The effects of endothelin-1 (ET-1) or normal saline (0.9% NaCl) on mean arterial pressure (MAP), heart rate (HR) and mean circulatory filling pressure (MCFP), an index of body venous tone, were studied in 10 groups (n = 6 each) of conscious, unrestrained rats continuously i.v. infused with vehicle, verapamil, both hexamethonium and verapamil, phentolamine or, both phentolamine and verapamil. Infusion (i.v.) of normal saline into the five control groups did not significantly alter MAP, HR or MCFP. Cumulative i.v. bolus of ET-1 (0.8, 1.6, 3.2, 6.4, 12.8 and 19.4 x 10(-10) mol/kg) reduced HR in all five treatment groups and dose-dependently increased MAP in the presence of either vehicle or phentolamine, but did not affect MAP in the groups treated with verapamil. The ability of ET-1 to reduce HR in verapamil-treated rats, despite the absence of a pressor response, suggests that ET-1 is negatively chronotropic. ET-1 alone slightly increased MCFP and it did not alter MCFP in the presence of phentolamine. In the presence of verapamil, ET-1 markedly raised MCFP, and this was abolished by concurrent treatment with either hexamethonium or phentolamine. Therefore, ET-1 markedly elevates venous tone in the presence of verapamil via reflex-mediated increase in sympathetic nerve activity and the activation of alpha adrenoceptors.
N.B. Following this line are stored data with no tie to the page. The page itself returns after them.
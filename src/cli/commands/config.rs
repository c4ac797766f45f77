//! Manage local docbridge configuration.

use crate::cli::ui::Output;
use crate::config::ConfigLoader;
use crate::types::Result;

/// Show the merged effective configuration
pub fn show(as_json: bool) -> Result<()> {
    ConfigLoader::show_config(as_json)
}

/// Show configuration file paths
pub fn path() -> Result<()> {
    ConfigLoader::show_path();
    Ok(())
}

/// Initialize a project configuration scaffold
pub fn init(api_base_url: Option<String>) -> Result<()> {
    let out = Output::new();
    let path = ConfigLoader::init_project(api_base_url.as_deref())?;
    out.success(&format!("Project configuration at {}", path.display()));
    Ok(())
}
在10组(每组n = 6)清醒、未束缚的大鼠中,持续静脉内输注溶媒、维拉帕米、六甲铵和维拉帕米、酚妥拉明或酚妥拉明与维拉帕米,研究内皮素-1(ET-1)或生理盐水(0.9% NaCl)对平均动脉压(MAP)、心率(HR)和平均循环充盈压(MCFP,身体静脉张力指标)的影响。向五个对照组静脉内输注生理盐水不会显著改变MAP、HR或MCFP。累积静脉推注ET-1(0.8、1.6、3.2、6.4、12.8和19.4×10⁻¹⁰mol/kg)在所有五个治疗组中均降低HR,并且在存在溶媒或酚妥拉明的情况下剂量依赖性增加MAP,但在用维拉帕米治疗的组中不影响MAP。尽管没有升压反应,但ET-1在维拉帕米治疗的大鼠中降低HR的能力表明ET-1具有负性变时作用。单独使用ET-1会轻微增加MCFP,并且在存在酚妥拉明的情况下不会改变MCFP。在存在维拉帕米的情况下,ET-1显著升高MCFP,并且通过同时用六甲铵或酚妥拉明治疗可消除这种升高。因此,在存在维拉帕米的情况下,ET-1通过反射介导的交感神经活动增加和α肾上腺素能受体的激活显著提高静脉张力。